3. Is the VA Accountability and Whistleblower Protection Act Working?: In response to a nationwide crisis in access to care, which engulfed the entire VA, the VFW-championed Department of Veterans Affairs Accountability and Whistleblower Protection Act of 2017 was signed in to law. This important law was intended to ensure VA employees who endanger the lives of veterans are held quickly accountable and to protect whistleblowers who expose fraud, waste, and abuse within VA. The VFW needs your help to better inform Congress and VA about the situation on the ground at VA facilities around the country. Please take the VFW Accountability and Whistleblower Survey.
4. VFW Attends Congressional Roundtable on Burn Pit Exposure: On Wednesday, VFW National Legislative Service Director Carlos Fuentes participated in a roundtable discussion with House Committee on Veterans’ Affairs members to discuss the importance of researching the impact burn pits exposure has on the health of service members and veterans who deployed to Iraq and Afghanistan. Fuentes urged Congress and VA to ensure existing toxic exposure research is disseminated to all VA health care professionals and compensation and pension examiners, which would help ensure veterans receive the health care and benefits they deserve. VA announced it is in the process of improving the registry and partnering with the National Academy of Medicine to review existing research to evaluate the association between adverse health care outcomes and exposure to burn pits. View more information on Airborne Hazards. Sign up for the Airborne Hazards and Open Burn Pit Registry.

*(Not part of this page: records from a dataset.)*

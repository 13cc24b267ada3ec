//! Client configuration.

use hypdid_core::{derive_seed, Keypair};
use hypdid_swarm::{discovery_topic, Topic};

/// Configuration for a [`DidClient`](crate::DidClient).
///
/// The storage path doubles as the identity seed source: the same path
/// always yields the same swarm identity, so a restarted node rejoins the
/// network as itself.
#[derive(Debug, Clone)]
pub struct ClientConfig {
    /// Local storage root, also the identity seed source.
    pub storage_path: String,
    /// Discovery topic to replicate on.
    pub topic: Topic,
}

impl ClientConfig {
    /// Config with the default discovery topic.
    pub fn new(storage_path: impl Into<String>) -> Self {
        Self {
            storage_path: storage_path.into(),
            topic: discovery_topic(),
        }
    }

    /// Replace the discovery topic.
    pub fn with_topic(mut self, topic: Topic) -> Self {
        self.topic = topic;
        self
    }

    /// The deterministic identity seed for this storage path.
    pub fn identity_seed(&self) -> [u8; 32] {
        derive_seed(&self.storage_path)
    }

    /// The swarm identity keypair for this storage path.
    pub fn identity_keypair(&self) -> Keypair {
        Keypair::from_seed(&self.identity_seed())
    }
}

5. DOD Changes Rules for Transferring GI Bill Benefits: Last week, DOD announced it will limit transferability of GI Bill benefits to service members with less than 16 years of service. This change is meant to re-define the benefit as a reenlistment tool as it was originally designed to be when the Post-9/11 GI Bill was signed into law. The new policy regarding transfers will go into effect in one year, so impacted service members still have time to decide whether to transfer their benefits to their dependents. The amount of eligibility that is transferred to each dependent can be changed until the benefit is fully expended, so the VFW recommends service members who are unsure of how they would like to utilize their GI Bill benefits to transfer one month of eligibility to their dependents now to ensure they fully utilize their benefit. Read more about the recent changes.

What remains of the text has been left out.